Des contrats précaires à durée déterminée
Le statut d’AESH est régi par des contrats à durée déterminée renouvelables chaque année. Cette instabilité professionnelle est source de précarité financière, mais aussi de stress et d’incertitude pour ces personnes qui ont choisi d’accompagner les élèves en situation de handicap. A cela s’ajoute le faible salaire, souvent à peine au-dessus du SMIC.
Des conditions de travail difficiles
Malgré leur rôle essentiel auprès des élèves en situation de handicap, les AESH sont souvent confrontés à des conditions de travail difficiles. Manque de moyens, d’encadrement, de formation, ils doivent faire face à des situations complexes sans toujours avoir les outils et les compétences nécessaires. Une réalité qui peut s’avérer frustrante et décourageante.
Le bricolage, un moyen de s’en sortir
Face à cette précarité, les AESH sont souvent contraints de trouver des solutions pour s’en sortir. Et le bricolage en fait partie. Certains n’hésitent pas à cumuler plusieurs emplois ou à proposer des services en dehors de leur mission auprès des élèves en situation de handicap.
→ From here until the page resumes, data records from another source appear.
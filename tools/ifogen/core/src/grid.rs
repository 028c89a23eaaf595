use core::fmt;

use serde::{Deserialize, Serialize};

/// Character columns per display row.
pub const GRID_COLUMNS: u16 = 60;

/// One character position on the 60-column text grid.
///
/// Field order matters: the derived `Ord` is row-major, which is also slot order.
#[derive(Debug, Clone, Copy, PartialEq, Eq, Hash, PartialOrd, Ord, Serialize, Deserialize)]
pub struct ScreenCell {
    pub row: u16,
    pub col: u16,
}

impl ScreenCell {
    pub fn new(row: u16, col: u16) -> Option<Self> {
        if col < GRID_COLUMNS {
            Some(Self { row, col })
        } else {
            None
        }
    }

    /// Linear video address, `row * 60 + col`. Doubles as the slot index.
    #[inline(always)]
    pub fn address(&self) -> usize {
        self.row as usize * GRID_COLUMNS as usize + self.col as usize
    }

    #[inline(always)]
    pub fn from_slot(slot: usize) -> Self {
        Self {
            row: (slot / GRID_COLUMNS as usize) as u16,
            col: (slot % GRID_COLUMNS as usize) as u16,
        }
    }
}

impl fmt::Display for ScreenCell {
    fn fmt(&self, f: &mut fmt::Formatter<'_>) -> fmt::Result {
        write!(f, "({}, {})", self.row, self.col)
    }
}

#[cfg(test)]
mod tests {
    use super::*;

    #[test]
    fn rejects_columns_past_the_grid() {
        assert!(ScreenCell::new(0, 59).is_some());
        assert!(ScreenCell::new(0, 60).is_none());
    }

    #[test]
    fn slot_and_address_agree() {
        let cell = ScreenCell::new(9, 4).unwrap();
        assert_eq!(cell.address(), 544);
        assert_eq!(ScreenCell::from_slot(544), cell);
    }

    #[test]
    fn ordering_is_row_major() {
        let a = ScreenCell { row: 1, col: 59 };
        let b = ScreenCell { row: 2, col: 0 };
        assert!(a < b);
        assert!(a.address() < b.address());
    }
}
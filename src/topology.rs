use std::collections::HashMap;
use std::rc::Rc;

use tracing::debug;

use crate::config::{NodeSettings, TopologySettings};
use crate::error::LogTreeError;
use crate::manager::LogManager;
use crate::port::SharedTarget;
use crate::sink::MemorySink;

/// A wired log topology built from [`TopologySettings`].
///
/// Nodes are constructed in declaration order, so every manager's outputs
/// already exist by the time the manager is wired. Managers stay addressable
/// by name for emitting; sinks stay addressable for reading back.
pub struct Topology {
    managers: HashMap<String, Rc<LogManager>>,
    sinks: HashMap<String, Rc<MemorySink>>,
}

impl Topology {
    pub fn build(settings: &TopologySettings) -> Result<Self, LogTreeError> {
        settings.validate()?;

        let mut targets: HashMap<String, SharedTarget> = HashMap::new();
        let mut managers = HashMap::new();
        let mut sinks = HashMap::new();

        for node in &settings.nodes {
            match node {
                NodeSettings::Sink { name } => {
                    let sink = MemorySink::shared();
                    sinks.insert(name.clone(), Rc::clone(&sink));
                    let target: SharedTarget = sink;
                    targets.insert(name.clone(), target);
                }
                NodeSettings::Manager {
                    name,
                    level,
                    outputs,
                } => {
                    let mut manager = LogManager::new(name.clone(), *level);
                    for output in outputs {
                        // validate() guarantees the output was declared earlier
                        manager.add_output_to(Rc::clone(&targets[output.as_str()]));
                    }
                    let manager = manager.into_shared();
                    managers.insert(name.clone(), Rc::clone(&manager));
                    let target: SharedTarget = manager;
                    targets.insert(name.clone(), target);
                }
            }
        }

        debug!(
            managers = managers.len(),
            sinks = sinks.len(),
            "topology built"
        );
        Ok(Self { managers, sinks })
    }

    pub fn manager(&self, name: &str) -> Option<&Rc<LogManager>> {
        self.managers.get(name)
    }

    pub fn sink(&self, name: &str) -> Option<&Rc<MemorySink>> {
        self.sinks.get(name)
    }
}
use std::rc::Rc;

use crate::domain::LogRecord;
use crate::error::LogTreeError;

/// Downstream log target: anything that can receive a record.
///
/// Managers and sinks both implement this trait, so a downstream list is
/// polymorphic over the two. Filtering is not part of the contract; it
/// happens exactly once, where a raw submission enters the topology.
pub trait LogTarget {
    fn accept(&self, record: &Rc<LogRecord>) -> Result<(), LogTreeError>;
}

/// Shared handle under which targets are registered downstream.
///
/// Targets carry no interior mutability over their wiring, so once a target
/// is behind this handle no further edges can originate from it. Combined
/// with `add_output_to` requiring exclusive access, edges always point at
/// fully built nodes and the topology stays acyclic by construction.
pub type SharedTarget = Rc<dyn LogTarget>;
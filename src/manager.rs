use std::rc::Rc;

use serde::Serialize;
use serde_json::Value;
use tracing::{debug, trace};

use crate::domain::{LogLevel, LogMessage, LogRecord};
use crate::error::LogTreeError;
use crate::port::{LogTarget, SharedTarget};

/// Filtering fan-out node.
///
/// A manager holds a fixed severity mask and an append-only list of
/// downstream targets. Raw submissions are tested against the mask and,
/// when accepted, wrapped into a [`LogRecord`] carrying this manager's id.
/// Records built upstream pass through unfiltered, in registration order.
pub struct LogManager {
    id: String,
    current_level: LogLevel,
    children: Vec<SharedTarget>,
}

impl LogManager {
    pub fn new(id: impl Into<String>, current_level: LogLevel) -> Self {
        Self {
            id: id.into(),
            current_level,
            children: Vec::new(),
        }
    }

    pub fn id(&self) -> &str {
        &self.id
    }

    pub fn current_level(&self) -> LogLevel {
        self.current_level
    }

    /// Register a downstream target.
    ///
    /// Requires exclusive access: outputs can only be wired while the
    /// manager has not been shared yet, so every edge points at a fully
    /// built target and no cycle can form.
    pub fn add_output_to(&mut self, target: SharedTarget) {
        self.children.push(target);
    }

    /// Freeze this manager for use as a downstream target of managers built
    /// after it. The returned handle still accepts `log` calls.
    pub fn into_shared(self) -> Rc<LogManager> {
        Rc::new(self)
    }

    /// Submit a message at `requested` severity.
    ///
    /// Raw text is dropped silently when the mask rejects the request.
    /// Prebuilt records ignore `requested` and fan out unconditionally,
    /// since filtering already happened at their origin.
    pub fn log(
        &self,
        message: impl Into<LogMessage>,
        requested: LogLevel,
    ) -> Result<(), LogTreeError> {
        match message.into() {
            LogMessage::Prebuilt(record) => self.forward(&record),
            LogMessage::Raw(text) => self.log_raw(text, requested, None),
        }
    }

    /// Submit raw text together with an auxiliary payload.
    ///
    /// The payload is encoded to a JSON value up front; an unencodable
    /// payload fails synchronously and nothing is forwarded.
    pub fn log_with<T: Serialize>(
        &self,
        message: impl Into<String>,
        requested: LogLevel,
        extra_data: &T,
    ) -> Result<(), LogTreeError> {
        let value = serde_json::to_value(extra_data)?;
        self.log_raw(message.into(), requested, Some(value))
    }

    fn log_raw(
        &self,
        text: String,
        requested: LogLevel,
        extra_data: Option<Value>,
    ) -> Result<(), LogTreeError> {
        if !self.current_level.accepts(requested) {
            debug!(
                manager = %self.id,
                requested = %requested,
                "message below configured mask, dropped"
            );
            return Ok(());
        }
        let record = Rc::new(LogRecord::new(self.id.clone(), text, extra_data));
        self.forward(&record)
    }

    // Fail-fast: the first child error propagates and later children are
    // not attempted.
    fn forward(&self, record: &Rc<LogRecord>) -> Result<(), LogTreeError> {
        trace!(manager = %self.id, children = self.children.len(), "forwarding record");
        for child in &self.children {
            child.accept(record)?;
        }
        Ok(())
    }
}

impl LogTarget for LogManager {
    fn accept(&self, record: &Rc<LogRecord>) -> Result<(), LogTreeError> {
        self.forward(record)
    }
}
use std::cell::RefCell;
use std::rc::Rc;

use crate::domain::{LogRecord, PlainRecord};
use crate::error::LogTreeError;
use crate::port::LogTarget;

/// Terminal accumulator: stores every record it receives, in arrival order,
/// without filtering or forwarding.
///
/// Growth is unbounded; the sink is meant for short-lived diagnostic
/// capture, read back through [`MemorySink::content`].
#[derive(Debug, Default)]
pub struct MemorySink {
    content: RefCell<Vec<Rc<LogRecord>>>,
}

impl MemorySink {
    pub fn new() -> Self {
        Self::default()
    }

    /// Shared handle ready to be registered as a downstream target.
    pub fn shared() -> Rc<MemorySink> {
        Rc::new(Self::new())
    }

    /// Snapshot of every stored record, preserving arrival order.
    pub fn content(&self) -> Vec<PlainRecord> {
        self.content
            .borrow()
            .iter()
            .map(|record| record.content())
            .collect()
    }

    pub fn len(&self) -> usize {
        self.content.borrow().len()
    }

    pub fn is_empty(&self) -> bool {
        self.content.borrow().is_empty()
    }
}

impl LogTarget for MemorySink {
    fn accept(&self, record: &Rc<LogRecord>) -> Result<(), LogTreeError> {
        self.content.borrow_mut().push(Rc::clone(record));
        Ok(())
    }
}
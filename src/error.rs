use thiserror::Error;

#[derive(Error, Debug)]
pub enum LogTreeError {
    #[error("Invalid topology configuration: {0}")]
    Config(String),

    #[error("Unknown log level '{0}'")]
    UnknownLevel(String),

    #[error("Failed to encode extra data: {0}")]
    ExtraData(#[from] serde_json::Error),

    #[error("Target rejected record: {0}")]
    Target(String),
}
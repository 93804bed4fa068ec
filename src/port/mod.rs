pub mod log_target;

pub use log_target::{LogTarget, SharedTarget};
//! Geometry service
//!
//! Assembly of topological geometries (intersection, cookie-cutting,
//! triangulation) is delegated to a [`GeometryService`]. The engine only ever
//! calls it as a pure function. [`DefaultGeometryService`] is a simple
//! stand-in that joins sections end to end and fan-triangulates.

use crate::geometry::{cross, dot, PointOnSphere};
use serde::{Deserialize, Serialize};
use std::fmt;

/// Coincident points closer than this (radians) are merged when joining.
const JOIN_TOLERANCE: f64 = 1e-9;

/// Result of joining the sections of a topological line or boundary.
#[derive(Debug, Clone, PartialEq)]
pub struct AssembledTopology {
    pub points: Vec<PointOnSphere>,
    /// The part of each input section that ended up in `points`, in order.
    pub sub_segments: Vec<Vec<PointOnSphere>>,
}

/// Options controlling network triangulation.
#[derive(Debug, Clone, Copy, PartialEq, Eq, Hash, Default, Serialize, Deserialize)]
pub struct MeshingOptions {
    /// Use interior sections as triangulation constraints.
    pub constrained: bool,
    /// Refine the triangulation.
    pub refine: bool,
}

/// A triangulated deforming network.
#[derive(Debug, Clone, PartialEq)]
pub struct NetworkMesh {
    pub boundary: Vec<PointOnSphere>,
    pub vertices: Vec<PointOnSphere>,
    pub triangles: Vec<[usize; 3]>,
}

/// A triangulation of a present-day polygon.
#[derive(Debug, Clone, PartialEq)]
pub struct PolygonMesh {
    pub vertices: Vec<PointOnSphere>,
    pub triangles: Vec<[usize; 3]>,
}

/// Geometric assembly invoked by topological resolution.
pub trait GeometryService: Send + Sync + fmt::Debug {
    /// Join line sections, in order, into a polyline.
    fn assemble_line(&self, sections: &[Vec<PointOnSphere>]) -> Option<AssembledTopology>;

    /// Join boundary sections, in order, into a closed polygon.
    fn assemble_boundary(&self, sections: &[Vec<PointOnSphere>]) -> Option<AssembledTopology>;

    /// Build a network from its boundary sections and interior constraints.
    fn assemble_network(
        &self,
        boundary: &[Vec<PointOnSphere>],
        interior: &[Vec<PointOnSphere>],
        options: &MeshingOptions,
    ) -> Option<NetworkMesh>;

    fn polygon_contains(&self, polygon: &[PointOnSphere], point: &PointOnSphere) -> bool;

    /// Triangulate a polygon, or `None` when it is degenerate.
    fn build_polygon_mesh(&self, polygon: &[PointOnSphere]) -> Option<PolygonMesh>;

    /// Dilatation strain rate of the network at `point`, if inside it.
    fn network_dilatation_strain_rate(
        &self,
        mesh: &NetworkMesh,
        point: &PointOnSphere,
    ) -> Option<f64>;
}

/// Joins sections end to end and fan-triangulates.
#[derive(Debug, Clone, Copy, Default)]
pub struct DefaultGeometryService;

impl DefaultGeometryService {
    fn join(sections: &[Vec<PointOnSphere>]) -> AssembledTopology {
        let mut points: Vec<PointOnSphere> = Vec::new();
        for section in sections {
            for point in section {
                let duplicate = points
                    .last()
                    .is_some_and(|last| last.is_close(point, JOIN_TOLERANCE));
                if !duplicate {
                    points.push(*point);
                }
            }
        }
        AssembledTopology {
            points,
            sub_segments: sections.to_vec(),
        }
    }

    fn fan(count: usize) -> Vec<[usize; 3]> {
        (1..count.saturating_sub(1)).map(|i| [0, i, i + 1]).collect()
    }
}

impl GeometryService for DefaultGeometryService {
    fn assemble_line(&self, sections: &[Vec<PointOnSphere>]) -> Option<AssembledTopology> {
        let assembled = Self::join(sections);
        (assembled.points.len() >= 2).then_some(assembled)
    }

    fn assemble_boundary(&self, sections: &[Vec<PointOnSphere>]) -> Option<AssembledTopology> {
        let mut assembled = Self::join(sections);
        let closes = match (assembled.points.first(), assembled.points.last()) {
            (Some(first), Some(last)) if assembled.points.len() > 1 => {
                first.is_close(last, JOIN_TOLERANCE)
            }
            _ => false,
        };
        if closes {
            assembled.points.pop();
        }
        (assembled.points.len() >= 3).then_some(assembled)
    }

    fn assemble_network(
        &self,
        boundary: &[Vec<PointOnSphere>],
        interior: &[Vec<PointOnSphere>],
        options: &MeshingOptions,
    ) -> Option<NetworkMesh> {
        let boundary = self.assemble_boundary(boundary)?.points;
        let mut vertices = boundary.clone();
        let triangles = Self::fan(boundary.len());
        if options.constrained {
            vertices.extend(interior.iter().flatten().copied());
        }
        Some(NetworkMesh {
            boundary,
            vertices,
            triangles,
        })
    }

    fn polygon_contains(&self, polygon: &[PointOnSphere], point: &PointOnSphere) -> bool {
        if polygon.len() < 3 {
            return false;
        }
        let p = point.as_array();
        let tangent = |v: &PointOnSphere| {
            let v = v.as_array();
            let d = dot(v, p);
            [v[0] - d * p[0], v[1] - d * p[1], v[2] - d * p[2]]
        };

        // Winding angle of the polygon as seen from the point.
        let mut winding = 0.0;
        for (i, a) in polygon.iter().enumerate() {
            let b = &polygon[(i + 1) % polygon.len()];
            let (ta, tb) = (tangent(a), tangent(b));
            winding += dot(cross(ta, tb), p).atan2(dot(ta, tb));
        }
        winding.abs() > std::f64::consts::PI
    }

    fn build_polygon_mesh(&self, polygon: &[PointOnSphere]) -> Option<PolygonMesh> {
        if polygon.len() < 3 {
            return None;
        }
        // Polygons too large to project onto one hemisphere have no centroid.
        let sum = polygon.iter().fold([0.0; 3], |acc, p| {
            [acc[0] + p.x(), acc[1] + p.y(), acc[2] + p.z()]
        });
        let centre = PointOnSphere::from_vector(sum[0], sum[1], sum[2])?;
        if polygon.iter().any(|p| p.dot(&centre) <= 0.0) {
            return None;
        }
        Some(PolygonMesh {
            vertices: polygon.to_vec(),
            triangles: Self::fan(polygon.len()),
        })
    }

    fn network_dilatation_strain_rate(
        &self,
        mesh: &NetworkMesh,
        point: &PointOnSphere,
    ) -> Option<f64> {
        self.polygon_contains(&mesh.boundary, point).then_some(0.0)
    }
}

#[cfg(test)]
mod tests {
    use super::*;

    fn square() -> Vec<PointOnSphere> {
        vec![
            PointOnSphere::from_lat_lon(-10.0, -10.0),
            PointOnSphere::from_lat_lon(-10.0, 10.0),
            PointOnSphere::from_lat_lon(10.0, 10.0),
            PointOnSphere::from_lat_lon(10.0, -10.0),
        ]
    }

    #[test]
    fn test_polygon_contains() {
        let service = DefaultGeometryService;
        assert!(service.polygon_contains(&square(), &PointOnSphere::from_lat_lon(0.0, 0.0)));
        assert!(!service.polygon_contains(&square(), &PointOnSphere::from_lat_lon(0.0, 40.0)));
    }

    #[test]
    fn test_boundary_joins_shared_endpoints() {
        let service = DefaultGeometryService;
        let corners = square();
        let sections = vec![
            vec![corners[0], corners[1], corners[2]],
            vec![corners[2], corners[3], corners[0]],
        ];
        let assembled = service.assemble_boundary(&sections).unwrap();
        assert_eq!(assembled.points.len(), 4);
        assert_eq!(assembled.sub_segments.len(), 2);
    }

    #[test]
    fn test_degenerate_geometries_are_absent() {
        let service = DefaultGeometryService;
        let point = vec![PointOnSphere::from_lat_lon(0.0, 0.0)];
        assert!(service.assemble_line(&[point.clone()]).is_none());
        assert!(service.assemble_boundary(&[point.clone()]).is_none());
        assert!(service.build_polygon_mesh(&point).is_none());
    }

    #[test]
    fn test_polygon_mesh_fans() {
        let mesh = DefaultGeometryService.build_polygon_mesh(&square()).unwrap();
        assert_eq!(mesh.triangles, vec![[0, 1, 2], [0, 2, 3]]);
    }

    #[test]
    fn test_constrained_network_includes_interior() {
        let service = DefaultGeometryService;
        let interior = vec![vec![PointOnSphere::from_lat_lon(0.0, 0.0)]];
        let unconstrained = service
            .assemble_network(&[square()], &interior, &MeshingOptions::default())
            .unwrap();
        let constrained = service
            .assemble_network(
                &[square()],
                &interior,
                &MeshingOptions {
                    constrained: true,
                    refine: false,
                },
            )
            .unwrap();
        assert_eq!(unconstrained.vertices.len(), 4);
        assert_eq!(constrained.vertices.len(), 5);
    }
}
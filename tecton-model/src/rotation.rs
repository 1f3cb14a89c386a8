//! Finite rotations and total reconstruction sequences

use crate::geometry::{cross, GeometryOnSphere, PointOnSphere};
use serde::{Deserialize, Serialize};
use tecton_types::{PlateId, ReconstructionTime};

/// A rotation of the sphere about its centre, stored as a unit quaternion.
#[derive(Debug, Clone, Copy, PartialEq, Serialize, Deserialize)]
pub struct FiniteRotation {
    w: f64,
    x: f64,
    y: f64,
    z: f64,
}

impl FiniteRotation {
    pub fn identity() -> Self {
        FiniteRotation {
            w: 1.0,
            x: 0.0,
            y: 0.0,
            z: 0.0,
        }
    }

    /// Rotation by `angle_degrees` about the Euler pole `pole`.
    pub fn from_euler_pole(pole: &PointOnSphere, angle_degrees: f64) -> Self {
        let half = angle_degrees.to_radians() / 2.0;
        let s = half.sin();
        FiniteRotation {
            w: half.cos(),
            x: pole.x() * s,
            y: pole.y() * s,
            z: pole.z() * s,
        }
    }

    /// Rotation about the pole at (`lat`, `lon`) degrees.
    pub fn from_pole_lat_lon(lat: f64, lon: f64, angle_degrees: f64) -> Self {
        Self::from_euler_pole(&PointOnSphere::from_lat_lon(lat, lon), angle_degrees)
    }

    /// `self ∘ other`: applies `other` first, then `self`.
    pub fn compose(&self, other: &FiniteRotation) -> FiniteRotation {
        let (a, b) = (self, other);
        FiniteRotation {
            w: a.w * b.w - a.x * b.x - a.y * b.y - a.z * b.z,
            x: a.w * b.x + a.x * b.w + a.y * b.z - a.z * b.y,
            y: a.w * b.y - a.x * b.z + a.y * b.w + a.z * b.x,
            z: a.w * b.z + a.x * b.y - a.y * b.x + a.z * b.w,
        }
        .normalised()
    }

    /// The inverse rotation.
    pub fn reverse(&self) -> FiniteRotation {
        FiniteRotation {
            w: self.w,
            x: -self.x,
            y: -self.y,
            z: -self.z,
        }
    }

    pub fn rotate_point(&self, point: &PointOnSphere) -> PointOnSphere {
        let q = [self.x, self.y, self.z];
        let v = point.as_array();
        let t = cross(q, v).map(|c| 2.0 * c);
        let u = cross(q, t);
        let rotated = [
            v[0] + self.w * t[0] + u[0],
            v[1] + self.w * t[1] + u[1],
            v[2] + self.w * t[2] + u[2],
        ];
        // A unit quaternion preserves length, so this cannot be the zero vector.
        PointOnSphere::from_vector(rotated[0], rotated[1], rotated[2]).unwrap_or(*point)
    }

    pub fn rotate_geometry(&self, geometry: &GeometryOnSphere) -> GeometryOnSphere {
        geometry.map_points(|p| self.rotate_point(p))
    }

    /// Rotation angle in degrees, in `[0, 180]`.
    pub fn angle_degrees(&self) -> f64 {
        let w = self.w.abs().min(1.0);
        (2.0 * w.acos()).to_degrees()
    }

    pub fn is_identity(&self) -> bool {
        self.angle_degrees() < 1e-9
    }

    /// Spherical linear interpolation: `t = 0` gives `from`, `t = 1` gives `to`.
    pub fn interpolate(from: &FiniteRotation, to: &FiniteRotation, t: f64) -> FiniteRotation {
        let mut to = *to;
        let mut cos = from.w * to.w + from.x * to.x + from.y * to.y + from.z * to.z;
        if cos < 0.0 {
            to = FiniteRotation {
                w: -to.w,
                x: -to.x,
                y: -to.y,
                z: -to.z,
            };
            cos = -cos;
        }

        let (s0, s1) = if cos > 0.9995 {
            (1.0 - t, t)
        } else {
            let theta = cos.acos();
            let sin = theta.sin();
            (((1.0 - t) * theta).sin() / sin, (t * theta).sin() / sin)
        };

        FiniteRotation {
            w: s0 * from.w + s1 * to.w,
            x: s0 * from.x + s1 * to.x,
            y: s0 * from.y + s1 * to.y,
            z: s0 * from.z + s1 * to.z,
        }
        .normalised()
    }

    fn normalised(self) -> FiniteRotation {
        let len = (self.w * self.w + self.x * self.x + self.y * self.y + self.z * self.z).sqrt();
        if len < 1e-15 {
            return FiniteRotation::identity();
        }
        FiniteRotation {
            w: self.w / len,
            x: self.x / len,
            y: self.y / len,
            z: self.z / len,
        }
    }
}

impl Default for FiniteRotation {
    fn default() -> Self {
        Self::identity()
    }
}

/// One sample of a total reconstruction sequence.
#[derive(Debug, Clone, Copy, PartialEq, Serialize, Deserialize)]
pub struct TotalReconstructionPole {
    pub time: f64,
    pub rotation: FiniteRotation,
}

/// Rotation of a moving plate relative to a fixed plate through time.
#[derive(Debug, Clone, PartialEq, Serialize, Deserialize)]
pub struct TotalReconstructionSequence {
    pub fixed_plate: PlateId,
    pub moving_plate: PlateId,
    poles: Vec<TotalReconstructionPole>,
}

impl TotalReconstructionSequence {
    pub fn new(
        fixed_plate: PlateId,
        moving_plate: PlateId,
        mut poles: Vec<TotalReconstructionPole>,
    ) -> Self {
        poles.sort_by(|a, b| a.time.total_cmp(&b.time));
        TotalReconstructionSequence {
            fixed_plate,
            moving_plate,
            poles,
        }
    }

    pub fn poles(&self) -> &[TotalReconstructionPole] {
        &self.poles
    }

    /// The interpolated rotation at `time`, or `None` outside the sampled range.
    pub fn rotation_at(&self, time: ReconstructionTime) -> Option<FiniteRotation> {
        let t = time.value();
        let first = self.poles.first()?;
        let last = self.poles.last()?;
        if t < first.time - 1e-9 || t > last.time + 1e-9 {
            return None;
        }

        for window in self.poles.windows(2) {
            let (young, old) = (&window[0], &window[1]);
            if t <= old.time + 1e-9 {
                let span = old.time - young.time;
                if span <= 0.0 {
                    return Some(old.rotation);
                }
                let fraction = ((t - young.time) / span).clamp(0.0, 1.0);
                return Some(FiniteRotation::interpolate(
                    &young.rotation,
                    &old.rotation,
                    fraction,
                ));
            }
        }

        Some(first.rotation)
    }
}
A côté de cela, beaucoup font preuve d’une grande inventivité en matière de budget et d’aménagement de leur logement.
Le mépris institutionnel envers les AESH
Malheureusement, la précarité des AESH ne se limite pas à leur contrat et à leur salaire. Elle se manifeste également à travers un manque de reconnaissance de la part de l’institution éducative. Malgré leur rôle crucial dans l’accompagnement des élèves en situation de handicap, les AESH sont souvent dévalorisés, voire méprisés, par l’éducation nationale.
La nécessité de faire évoluer les choses
Face à cette situation, il est temps que les choses évoluent pour les AESH. En 2019, le gouvernement a promis une revalorisation de leur métier, mais celle-ci reste encore très théorique. Il est essentiel que les AESH soient mieux reconnus, rémunérés et formés pour exercer leur mission dans des conditions décentes. Car un accompagnement de qualité pour les élèves en situation de handicap est nécessaire pour la réussite de leur scolarité.
Droit de grève et consignes de grève
Face à ces revendications légitimes, les AESH ont organisé des mouvements de grève ces dernières années. Cependant, la question du droit de grève pourraient se poser pour ces professionnels non titulaires de l’éducation nationale. Il est donc important de se renseigner sur les consignes de grève à respecter pour les AESH afin de protéger leurs droits et leur sécurité.
Cette précarité des AESH est un problème qui ne peut plus être ignoré. Il est urgent que des mesures concrètes soient prises pour améliorer les conditions de travail et de vie de ces professionnels essentiels pour l’éducation inclusive. N’oublions pas que derrière le bricolage et le mépris, il y a des personnes dévouées qui méritent d’être reconnues à leur juste valeur.